Jon Pellington is the founder of TextDater, a dating app with a focus on communication rather than looks. Building an app and competing in such a competitive industry can be hard, but TextDater offers its customers a unique experience in an image-focused industry.
We spoke to Jon on his experience of building an app business and how he got started with the help of a Start Up Loan.
What does your business do?
TextDater is a dating app, it’s a new spin on mobile dating. With TextDater, you have a conversation first, before swapping pictures.
What inspired you to start TextDater?
I’d used a fair few dating sites and apps. Some were good some were bad, but I realised they all had the same theme running through them. Picture galleries, regardless of being on the desktop or mobile. I saw a gap in the market that looked attractive and thought building an app was a great opportunity.
How long was the idea in development?
The idea was in development for about six months, the early drafts were actually quite complicated and at first I thought the more options the better, but the way things are going, people want something that is simple. It took a while to shed the unnecessary features and have something that worked (on paper).
What did you use your Start Up Loan for?
The Start Up Loan was used for the development of the minimum viable product (MVP – an early version of the product designed to gather insight from initial customers), design, and marketing. Although a digital product, it feels good to say it was all done with UK talent and resources.
Did you have any market research? How did you carry this out and what were the results?
Lots of market research was done. This was from the very basic; asking friends and family for their opinions, to online research into the dating market, surveys, and speaking to people who were doing well in the industry. This also formed a big part of the initial business plan and helped better define the target audience.
What was the first step in building an app?
I suppose the first practical step was putting pen to paper, and seeing what the idea ‘looked’ like. After many drafts, I used some of the great free wireframing tools (online tools which can help visualise your app) out there.
How do you attract a customer base for your app?
Using a combination of social media, Google advertising, and blogging. It’s an evolving process as competition is high. One example of how we’re doing things a bit differently is staying fully engaged with the startup community, collaborating with complementary businesses and providing extra value content such as our current ebook.
What was the main challenge in starting your business?
Other than convincing Virgin Start Up, one of the delivery partners at the Start Up Loans Company, that the idea was viable? The toughest part has been realising that, even with extensive research, you don’t know much. The learning curve is steep. Thankfully the support has been tremendous.
What’s been the best thing about starting TextDater?
This may sound like a cliché, but getting out there, doing it, and learning! The amount of planning, coordination, as well as friendships and partnerships gained is well worth it. This journey also tests you. I believe in TextDater, I really think there is a place for it in the market, and that is backed up by research. However, if it proves to be a failure, I’ll have the experience of starting a business from scratch.
What advice would you give to other people interested in building an app?

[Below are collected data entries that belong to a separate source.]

//! A telephone election tracker with split-sample question sets.
//!
//! Consecutive CATI interviews alternate between set 1 (issue salience)
//! and set 2 (leadership preference). Q16 is only asked in the
//! constituency holding a bye-election; that gating and the canonical
//! question order live in [`TRACKER_CONFIG`].

use interview_flow_types::{
    ChoiceQuestion, Condition, ConditionOperator, MultipleChoiceQuestion, NumericQuestion,
    Question, QuestionKind, QuestionOption, RatingQuestion, Section, SurveyDefinition, SurveyMode,
};

pub const TRACKER_ID: &str = "ac-tracker-2025";

/// The one constituency where Q16 is asked.
pub const BYE_ELECTION_SEAT: &str = "Basirhat Dakshin";

/// Engine config for the tracker: canonical order and bye-election gating.
pub const TRACKER_CONFIG: &str = r#"
[location]
gps_timeout_ms = 20000

[[surveys]]
survey_id = "ac-tracker-2025"
reorder = [
    { question_number = "2" },
    { question_number = "1" },
    { question_number = "3" },
    { question_number = "4" },
    { question_number = "4", sub_question = "a" },
    { question_number = "16" },
    { question_number = "5", sub_question = "a" },
    { question_number = "5", sub_question = "b" },
    { question_number = "6" },
]

[surveys.bye_election]
question_number = "16"
constituencies = ["Basirhat Dakshin"]
"#;

fn parties() -> Vec<QuestionOption> {
    vec![
        QuestionOption::new("aitc", "AITC {তৃণমূল}"),
        QuestionOption::new("bjp", "BJP {বিজেপি}"),
        QuestionOption::new("left", "Left Front {বামফ্রন্ট}"),
        QuestionOption::new("inc", "Congress {কংগ্রেস}"),
        QuestionOption::new("undecided", "Undecided {ঠিক করিনি}"),
    ]
}

fn yes_no() -> Vec<QuestionOption> {
    vec![QuestionOption::plain("Yes"), QuestionOption::plain("No")]
}

pub fn election_tracker() -> SurveyDefinition {
    let call = Section::new(
        "Call",
        vec![
            Question::new(
                "consent",
                "May we ask you a few questions about the coming election?",
                QuestionKind::SingleChoice(ChoiceQuestion::new()),
            )
            .with_options(yes_no())
            .required()
            .system(),
            Question::new(
                "call_status",
                "Call status",
                QuestionKind::Dropdown(ChoiceQuestion::new()),
            )
            .with_options(vec![
                QuestionOption::new("completed", "Completed"),
                QuestionOption::new("callback", "Call back later"),
                QuestionOption::new("refused", "Refused"),
            ])
            .with_modes(false, true)
            .system(),
        ],
    );

    let voting = Section::new(
        "Voting",
        vec![
            Question::new(
                "age",
                "How old are you? {আপনার বয়স কত?}",
                QuestionKind::Numeric(NumericQuestion::with_bounds(Some(18.0), None)),
            )
            .with_number("1")
            .required(),
            Question::new(
                "gender",
                "Gender {লিঙ্গ}",
                QuestionKind::SingleChoice(ChoiceQuestion::new()),
            )
            .with_number("2")
            .with_options(vec![
                QuestionOption::new("male", "Male {পুরুষ}"),
                QuestionOption::new("female", "Female {মহিলা}"),
            ])
            .required(),
            Question::new(
                "vote_2021",
                "Whom did you vote for in 2021?",
                QuestionKind::SingleChoice(ChoiceQuestion::new()),
            )
            .with_number("3")
            .with_options(parties()),
            Question::new(
                "vote_intent",
                "Whom will you vote for this time?",
                QuestionKind::SingleChoice(ChoiceQuestion::shuffled()),
            )
            .with_number("4")
            .with_options(parties())
            .required(),
            Question::new(
                "undecided_lean",
                "Which party are you leaning towards?",
                QuestionKind::SingleChoice(ChoiceQuestion::shuffled()),
            )
            .with_number("4a")
            .with_options(parties())
            .with_condition(Condition::equals("vote_intent", "undecided")),
            Question::new(
                "issues",
                "Which issues matter most to you?",
                QuestionKind::MultipleChoice(MultipleChoiceQuestion::with_max_selections(2)),
            )
            .with_number("5a")
            .with_options(vec![
                QuestionOption::plain("Jobs"),
                QuestionOption::plain("Prices"),
                QuestionOption::plain("Law and order"),
                QuestionOption::plain("Corruption"),
            ])
            .in_set(1),
            Question::new(
                "preferred_cm",
                "Who would you prefer as Chief Minister?",
                QuestionKind::Text,
            )
            .with_number("5b")
            .in_set(2),
            Question::new(
                "government_rating",
                "How would you rate the state government?",
                QuestionKind::Rating(RatingQuestion { scale: 5 }),
            )
            .with_number("6")
            .with_condition(Condition::new(
                "age",
                ConditionOperator::GreaterThan,
                "25",
            ))
            .with_condition(Condition::equals("vote_2021", "aitc").or()),
            Question::new(
                "show_card",
                "Point to your party's symbol on the card",
                QuestionKind::SingleChoice(ChoiceQuestion::new()),
            )
            .with_number("7")
            .with_options(parties())
            .with_modes(true, false),
        ],
    );

    let bye_election = Section::new(
        "Bye-election",
        vec![
            Question::new(
                "bye_vote",
                "Will you vote in the bye-election?",
                QuestionKind::SingleChoice(ChoiceQuestion::new()),
            )
            .with_number("16")
            .with_options(yes_no()),
        ],
    );

    SurveyDefinition::new(TRACKER_ID, "Assembly Election Tracker")
        .with_mode(SurveyMode::MultiMode)
        .with_section(call)
        .with_section(voting)
        .with_section(bye_election)
}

Do research and test out the idea with as many people as you can. Ultimately, if there is a niche, go for it. If you have a designer and have taken the time to get the workflow right, tools like InVision (a free app prototyping tool) can really give you and the people who’s opinions you need a feel for what the product is and can do.
Have you made use of any business support or mentoring so far?
Yes, the business advisor and mentor have been critical in getting this far. The ongoing support is brilliant, and I’m in contact with them and my delivery partner, Virgin Start Up, regularly. With massive dating apps like Tinder and plenty of online competition how do you stand out from the crowd as a startup? By being a start up! Not shying away from the fact that TextDater is new and has a small market share. People want to help, and I think by showing the person behind the app has helped too.